Ever since the Strassen algorithm was published in 1969, computer science has been on a quest to surpass its speed of multiplying two matrices. While matrix multiplication is one of algebra’s simplest operations, taught in high school math, it is also one of the most fundamental computational tasks and, as it turns out, one of the core mathematical operations in today’s neural networks.

[...] This research delves into how AI could be used to improve computer science itself, said Pushmeet Kohli, head of AI for science at DeepMind, at a press briefing.

“If we’re able to use AI to find new algorithms for fundamental computational tasks, this has enormous potential because we might be able to go beyond the algorithms that are currently used, which could lead to improved efficiency,” he said.

This is a particularly challenging task, he explained, because the process of discovering new algorithms is so difficult, and automating algorithmic discovery using AI requires a long and difficult reasoning process — from forming intuition about the algorithmic problem to actually writing a novel algorithm and proving that the algorithm is correct on specific instances.

“This is a difficult set of steps and AI has not been very good at that so far,” he said.

[...] According to DeepMind, AlphaTensor discovered algorithms that are more efficient than the state of the art for many matrix sizes and outperform human-designed ones.

AlphaTensor begins without any knowledge about the problem, Kohli explained, and then gradually learns what is happening and improves over time. “It first finds this classroom algorithm that we were taught, and then it finds historical algorithms such as Strassen’s and then at some point, it surpasses them and discovers completely new algorithms that are faster than previously.”
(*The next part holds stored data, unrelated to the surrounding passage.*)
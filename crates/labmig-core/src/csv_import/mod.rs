//! CSV parsing for seed data.
//!
//! Files are read with the `csv` crate, cells are coerced to declared column
//! types, and failures are captured per row so the caller decides whether to
//! continue.

mod parser;
mod types;
mod validate;

pub use parser::{count_data_rows, parse_csv_file, parse_csv_reader, process_in_batches};
pub use types::{
    ColumnType, CsvBatch, CsvColumnDefinition, CsvDataValidationResult, CsvErrorType,
    CsvParseError, CsvParseOptions, CsvParseResult, CsvRow, CsvSchema, CsvValidationIssue,
    CsvValidationRule, CsvValue,
};
pub use validate::validate_csv_data;
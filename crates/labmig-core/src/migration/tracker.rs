//! Shared, lock-guarded view of a running migration.

use super::types::{IssueLevel, MigrationIssue, MigrationResult, MigrationStatus, PhaseTiming};
use crate::config::timespan;
use crate::seeding::{BatchProgress, SeedingProgress, TableSeedingResult};
use chrono::{TimeDelta, Utc};
use std::sync::{Arc, PoisonError, RwLock, RwLockReadGuard, RwLockWriteGuard};
use std::time::Instant;
use tracing::{debug, info};

/// Progress window covered by the seeding phase.
pub(crate) const SEEDING_START: f64 = 20.0;
pub(crate) const SEEDING_END: f64 = 85.0;

/// Tracks one run. Clones share the same state.
#[derive(Debug, Clone)]
pub(crate) struct ProgressTracker {
    state: Arc<RwLock<MigrationResult>>,
    started: Instant,
    include_details: bool,
}

impl ProgressTracker {
    pub fn new(result: MigrationResult, include_details: bool) -> Self {
        Self {
            state: Arc::new(RwLock::new(result)),
            started: Instant::now(),
            include_details,
        }
    }

    fn read(&self) -> RwLockReadGuard<'_, MigrationResult> {
        self.state.read().unwrap_or_else(PoisonError::into_inner)
    }

    fn write(&self) -> RwLockWriteGuard<'_, MigrationResult> {
        self.state.write().unwrap_or_else(PoisonError::into_inner)
    }

    pub fn snapshot(&self) -> MigrationResult {
        self.read().clone()
    }

    pub fn status(&self) -> MigrationStatus {
        self.read().status
    }

    pub fn include_details(&self) -> bool {
        self.include_details
    }

    /// Apply `f` unless the run already reached a terminal state.
    pub fn update(&self, f: impl FnOnce(&mut MigrationResult)) {
        let mut state = self.write();
        if !state.status.is_terminal() {
            f(&mut state);
        }
    }

    /// Change between InProgress and Paused; returns false when the run is
    /// not in `from`.
    pub fn transition(&self, from: MigrationStatus, to: MigrationStatus) -> bool {
        let mut state = self.write();
        if state.status != from {
            return false;
        }
        state.status = to;
        info!(migration_id = %state.migration_id, from = %from, to = %to, "Migration status changed");
        true
    }

    /// Enter a pipeline phase at `percent`.
    pub fn begin_phase(&self, operation: &str, percent: f64) {
        let migration_id = self.read().migration_id;
        info!(migration_id = %migration_id, operation, percent, "Migration phase started");
        self.update(|state| {
            close_phase(state, true);
            let errors = state.statistics.error_count;
            state.phases.push(PhaseTiming::start(operation, errors));
            state.current_operation = Some(operation.to_string());
        });
        self.advance(percent);
    }

    /// Raise progress to `percent`; lower values are ignored.
    pub fn advance(&self, percent: f64) {
        let elapsed = self.started.elapsed();
        self.update(|state| {
            let stats = &mut state.statistics;
            stats.progress_percentage = stats.progress_percentage.max(percent.clamp(0.0, 100.0));
            let progress = stats.progress_percentage;
            state.estimated_time_remaining = if progress > 0.0 && progress < 100.0 {
                let remaining = elapsed.as_secs_f64() * (100.0 - progress) / progress;
                timespan::from_std(std::time::Duration::from_secs_f64(remaining))
            } else {
                TimeDelta::zero()
            };
        });
    }

    pub fn add_issue(&self, issue: MigrationIssue) {
        debug!(level = %issue.level, component = %issue.component, "{}", issue.message);
        self.update(|state| {
            if issue.is_error() {
                state.statistics.error_count += 1;
            }
            state.errors.push(issue);
        });
    }

    /// Record an error, attaching its cause chain when details are enabled.
    pub fn add_error(&self, level: IssueLevel, component: &str, error: &crate::error::MigrationError) {
        let mut issue = MigrationIssue::new(level, component, error.to_string());
        if self.include_details {
            issue = issue.with_details(error.chain_details());
        }
        self.add_issue(issue);
    }

    /// Move to a terminal status and return the final state.
    pub fn finish(&self, status: MigrationStatus) -> MigrationResult {
        let mut state = self.write();
        if !state.status.is_terminal() {
            close_phase(
                &mut state,
                !matches!(status, MigrationStatus::Failed | MigrationStatus::Cancelled),
            );
            let end = Utc::now();
            state.status = status;
            state.end_time = Some(end);
            state.duration = Some(end.signed_duration_since(state.start_time));
            state.estimated_time_remaining = TimeDelta::zero();
            state.current_operation = Some(match status {
                MigrationStatus::Cancelled => "Migration cancelled".to_string(),
                MigrationStatus::Failed => "Migration failed".to_string(),
                _ => "Migration completed".to_string(),
            });
            if status.is_successful() {
                state.statistics.progress_percentage = 100.0;
            }
        }
        state.clone()
    }
}

/// Close the running phase, if any. It succeeded when it `completed` and
/// recorded no new errors.
fn close_phase(state: &mut MigrationResult, completed: bool) {
    let errors = state.statistics.error_count;
    if let Some(phase) = state.phases.last_mut().filter(|p| p.is_open()) {
        phase.duration = Some(Utc::now().signed_duration_since(phase.started));
        phase.success = completed && errors == phase.errors_at_start;
    }
}

impl SeedingProgress for ProgressTracker {
    fn rows_planned(&self, total_rows: u64) {
        self.update(|state| state.statistics.total_records = total_rows);
    }

    fn table_started(&self, table: &str) {
        self.update(|state| state.current_operation = Some(format!("Seeding {}", table)));
    }

    fn batch_completed(&self, _table: &str, batch: BatchProgress) {
        let mut percent = None;
        self.update(|state| {
            let stats = &mut state.statistics;
            stats.records_processed += batch.rows_processed;
            stats.records_inserted += batch.rows_inserted;
            stats.records_skipped += batch.rows_skipped;
            if stats.total_records > 0 {
                let share = (stats.records_processed as f64 / stats.total_records as f64).min(1.0);
                percent = Some(SEEDING_START + (SEEDING_END - SEEDING_START) * share);
            }
        });
        if let Some(percent) = percent {
            self.advance(percent);
        }
    }

    fn table_completed(&self, result: &TableSeedingResult) {
        self.update(|state| state.statistics.tables_processed += 1);
        for error in &result.errors {
            self.add_issue(
                MigrationIssue::new(IssueLevel::Error, "Seeding", error.message.clone())
                    .with_table(&result.table_name)
                    .with_record(error.row_number.map(|r| r as u64)),
            );
        }
        if result.suppressed_errors > 0 {
            self.add_issue(
                MigrationIssue::new(
                    IssueLevel::Warning,
                    "Seeding",
                    format!("{} further row errors not recorded", result.suppressed_errors),
                )
                .with_table(&result.table_name),
            );
        }
    }
}

#[cfg(test)]
mod tests {
    use super::*;
    use uuid::Uuid;

    fn tracker() -> ProgressTracker {
        ProgressTracker::new(MigrationResult::new(Uuid::new_v4()), false)
    }

    #[test]
    fn test_progress_is_monotonic() {
        let t = tracker();
        t.advance(40.0);
        t.advance(10.0);
        assert_eq!(t.snapshot().statistics.progress_percentage, 40.0);
        t.advance(250.0);
        assert_eq!(t.snapshot().statistics.progress_percentage, 100.0);
    }

    #[test]
    fn test_batches_map_into_seeding_window() {
        let t = tracker();
        t.rows_planned(200);
        t.batch_completed(
            "Test",
            BatchProgress {
                batch_number: 1,
                rows_processed: 100,
                rows_inserted: 98,
                rows_skipped: 2,
            },
        );
        let snap = t.snapshot();
        assert_eq!(snap.statistics.records_processed, 100);
        assert_eq!(snap.statistics.records_skipped, 2);
        let expected = SEEDING_START + (SEEDING_END - SEEDING_START) / 2.0;
        assert!((snap.statistics.progress_percentage - expected).abs() < 1e-9);
    }

    #[test]
    fn test_terminal_state_is_frozen() {
        let t = tracker();
        let done = t.finish(MigrationStatus::Completed);
        assert_eq!(done.statistics.progress_percentage, 100.0);
        assert!(done.end_time.is_some());

        t.add_issue(MigrationIssue::new(IssueLevel::Error, "Seeding", "late"));
        assert!(!t.transition(MigrationStatus::InProgress, MigrationStatus::Paused));
        let again = t.finish(MigrationStatus::Failed);
        assert_eq!(again.status, MigrationStatus::Completed);
        assert!(again.errors.is_empty());
    }

    #[test]
    fn test_phases_close_on_transition_and_finish() {
        let t = tracker();
        t.begin_phase("Validating configuration", 0.0);
        t.begin_phase("Seeding data", SEEDING_START);
        t.add_issue(MigrationIssue::new(IssueLevel::Error, "Seeding", "row 3 rejected"));

        let live = t.snapshot();
        assert_eq!(live.phases.len(), 2);
        assert!(!live.phases[0].is_open());
        assert!(live.phases[0].success);
        assert!(live.phases[1].is_open());

        let done = t.finish(MigrationStatus::CompletedWithErrors);
        let names: Vec<&str> = done.phases.iter().map(|p| p.name.as_str()).collect();
        assert_eq!(names, ["Validating configuration", "Seeding data"]);
        assert!(done.phases.iter().all(|p| !p.is_open()));
        assert!(!done.phases[1].success);
        assert!(done.phases[1].duration.unwrap() >= TimeDelta::zero());
    }

    #[test]
    fn test_failed_run_marks_open_phase_failed() {
        let t = tracker();
        t.begin_phase("Checking prerequisites", 5.0);
        let done = t.finish(MigrationStatus::Failed);
        assert!(!done.phases[0].success);
        assert!(done.phases[0].duration.is_some());
    }

    #[test]
    fn test_error_issues_counted() {
        let t = tracker();
        t.add_issue(MigrationIssue::new(IssueLevel::Warning, "Preflight", "w"));
        t.add_issue(MigrationIssue::new(IssueLevel::Error, "Seeding", "e"));
        let snap = t.snapshot();
        assert_eq!(snap.statistics.error_count, 1);
        assert!(snap.has_errors());
    }
}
Kohli said he hopes that this paper inspires others in using AI to guide algorithmic discovery for other fundamental competition tasks. “We think this is a major step in our path towards really using AI for algorithmic discovery,” he said.

What other new algorithms will be discovered? I wonder when they will attempt to apply this to factorization?


Original Submission

This discussion was created by hubie (1068) for logged-in users only, but now has been archived. No new comments can be posted.
Display Options Threshold/Breakthrough Mark All as Read Mark All as Unread
The Fine Print: The following comments are owned by whoever posted them. We are not responsible for them in any way.
(1)
  • (Score: 5, Informative) by khallow on Wednesday October 12 2022, @12:56AM (2 children)
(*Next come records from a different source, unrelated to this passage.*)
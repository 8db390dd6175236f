//! Human-editable duration encoding for configuration files.
//!
//! Durations are written as `[-][d.]hh:mm:ss[.fff]`, e.g. `00:30:00` or
//! `1.02:00:00`. On input a bare number is also accepted and read as seconds.
//! Durations are signed so that a zero or negative timeout survives parsing and
//! is reported by the validator instead of being rejected at load time.

use chrono::TimeDelta;
use serde::de::{self, Visitor};
use serde::{Deserializer, Serializer};
use std::fmt;

/// Parse a timespan string.
///
/// Returns `None` for anything that is not a recognized timespan or number.
pub fn parse_timespan(input: &str) -> Option<TimeDelta> {
    let trimmed = input.trim();
    if trimmed.is_empty() {
        return None;
    }

    if let Ok(seconds) = trimmed.parse::<f64>() {
        return from_seconds_f64(seconds);
    }

    let (negative, body) = match trimmed.strip_prefix('-') {
        Some(rest) => (true, rest),
        None => (false, trimmed),
    };

    let parts: Vec<&str> = body.split(':').collect();
    if parts.len() != 3 {
        return None;
    }

    let (days, hours) = match parts[0].split_once('.') {
        Some((d, h)) => (d.parse::<i64>().ok()?, h.parse::<i64>().ok()?),
        None => (0, parts[0].parse::<i64>().ok()?),
    };
    let minutes = parts[1].parse::<i64>().ok()?;
    let (seconds, millis) = match parts[2].split_once('.') {
        Some((s, frac)) => {
            let s = s.parse::<i64>().ok()?;
            // Normalize the fraction to milliseconds, ignoring extra precision
            let padded = format!("{:0<3}", frac);
            let ms = padded.get(..3)?.parse::<i64>().ok()?;
            (s, ms)
        }
        None => (parts[2].parse::<i64>().ok()?, 0),
    };

    if days < 0 || hours < 0 || minutes < 0 || seconds < 0 || minutes >= 60 || seconds >= 60 {
        return None;
    }

    let total_ms = days
        .checked_mul(86_400_000)?
        .checked_add(hours.checked_mul(3_600_000)?)?
        .checked_add(minutes * 60_000)?
        .checked_add(seconds * 1_000)?
        .checked_add(millis)?;

    let delta = TimeDelta::try_milliseconds(total_ms)?;
    Some(if negative { -delta } else { delta })
}

/// Format a duration as `[-][d.]hh:mm:ss[.fff]`.
pub fn format_timespan(value: &TimeDelta) -> String {
    let total_ms = value.num_milliseconds();
    let sign = if total_ms < 0 { "-" } else { "" };
    let abs = total_ms.unsigned_abs();

    let days = abs / 86_400_000;
    let hours = (abs / 3_600_000) % 24;
    let minutes = (abs / 60_000) % 60;
    let seconds = (abs / 1_000) % 60;
    let millis = abs % 1_000;

    let mut out = String::from(sign);
    if days > 0 {
        out.push_str(&format!("{}.", days));
    }
    out.push_str(&format!("{:02}:{:02}:{:02}", hours, minutes, seconds));
    if millis > 0 {
        out.push_str(&format!(".{:03}", millis));
    }
    out
}

fn from_seconds_f64(seconds: f64) -> Option<TimeDelta> {
    if !seconds.is_finite() {
        return None;
    }
    let ms = (seconds * 1000.0).round();
    if ms.abs() > i64::MAX as f64 {
        return None;
    }
    TimeDelta::try_milliseconds(ms as i64)
}

pub fn serialize<S: Serializer>(value: &TimeDelta, serializer: S) -> Result<S::Ok, S::Error> {
    serializer.serialize_str(&format_timespan(value))
}

pub fn deserialize<'de, D: Deserializer<'de>>(deserializer: D) -> Result<TimeDelta, D::Error> {
    deserializer.deserialize_any(TimespanVisitor)
}

/// `#[serde(with = "timespan::option")]` for optional durations.
pub mod option {
    use super::{format_timespan, TimespanVisitor};
    use chrono::TimeDelta;
    use serde::{Deserializer, Serializer};

    pub fn serialize<S: Serializer>(value: &Option<TimeDelta>, serializer: S) -> Result<S::Ok, S::Error> {
        match value {
            Some(v) => serializer.serialize_some(&format_timespan(v)),
            None => serializer.serialize_none(),
        }
    }

    pub fn deserialize<'de, D: Deserializer<'de>>(deserializer: D) -> Result<Option<TimeDelta>, D::Error> {
        deserializer.deserialize_option(OptionVisitor)
    }

    struct OptionVisitor;

    impl<'de> serde::de::Visitor<'de> for OptionVisitor {
        type Value = Option<TimeDelta>;

        fn expecting(&self, f: &mut std::fmt::Formatter) -> std::fmt::Result {
            f.write_str("an optional timespan")
        }

        fn visit_none<E: serde::de::Error>(self) -> Result<Self::Value, E> {
            Ok(None)
        }

        fn visit_unit<E: serde::de::Error>(self) -> Result<Self::Value, E> {
            Ok(None)
        }

        fn visit_some<D: Deserializer<'de>>(self, d: D) -> Result<Self::Value, D::Error> {
            d.deserialize_any(TimespanVisitor).map(Some)
        }
    }
}

/// Convert a std duration, saturating at the largest representable delta.
pub fn from_std(value: std::time::Duration) -> TimeDelta {
    TimeDelta::from_std(value).unwrap_or(TimeDelta::MAX)
}

/// Convert to a std duration; zero and negative deltas map to `None`.
pub fn to_std_positive(value: &TimeDelta) -> Option<std::time::Duration> {
    if *value <= TimeDelta::zero() {
        return None;
    }
    value.to_std().ok()
}

struct TimespanVisitor;

impl<'de> Visitor<'de> for TimespanVisitor {
    type Value = TimeDelta;

    fn expecting(&self, f: &mut fmt::Formatter) -> fmt::Result {
        f.write_str("a timespan string like \"00:30:00\" or a number of seconds")
    }

    fn visit_str<E: de::Error>(self, v: &str) -> Result<TimeDelta, E> {
        parse_timespan(v).ok_or_else(|| E::custom(format!("invalid timespan: {v:?}")))
    }

    fn visit_i64<E: de::Error>(self, v: i64) -> Result<TimeDelta, E> {
        TimeDelta::try_seconds(v).ok_or_else(|| E::custom("timespan out of range"))
    }

    fn visit_u64<E: de::Error>(self, v: u64) -> Result<TimeDelta, E> {
        i64::try_from(v)
            .ok()
            .and_then(TimeDelta::try_seconds)
            .ok_or_else(|| E::custom("timespan out of range"))
    }

    fn visit_f64<E: de::Error>(self, v: f64) -> Result<TimeDelta, E> {
        from_seconds_f64(v).ok_or_else(|| E::custom("timespan out of range"))
    }
}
    by khallow (3766) Subscriber Badge on Wednesday October 12 2022, @12:56AM (#1276154) Journal
    Ordinary matrix multiplication on square matrices takes N^3 multiplications where N is the number of rows. The Strassen approach [wikipedia.org] decomposes a matrix by splitting it in half both rows and columns (there are ways to deal with odd numbers of rows/columns and the matrix pair, being multiplied, need not be square in order to be exploitable) and multiplying the 2 by 2 blocks in a way that require only 7 multiplications (and a few N^2 additions, but not a significant addition for a large enough matrix). This can be recursively bisected until you get to the lower limit where the algorithm isn't worth the bother.

    The result is that N^3 multiplications is reduced to roughly N^(7 log base 2) ~ N^2.8. Mathematicians have reduced this exponent further with some weird group theoretic approaches (such as here [siam.org], but presently it works only on ludicrously large matrices.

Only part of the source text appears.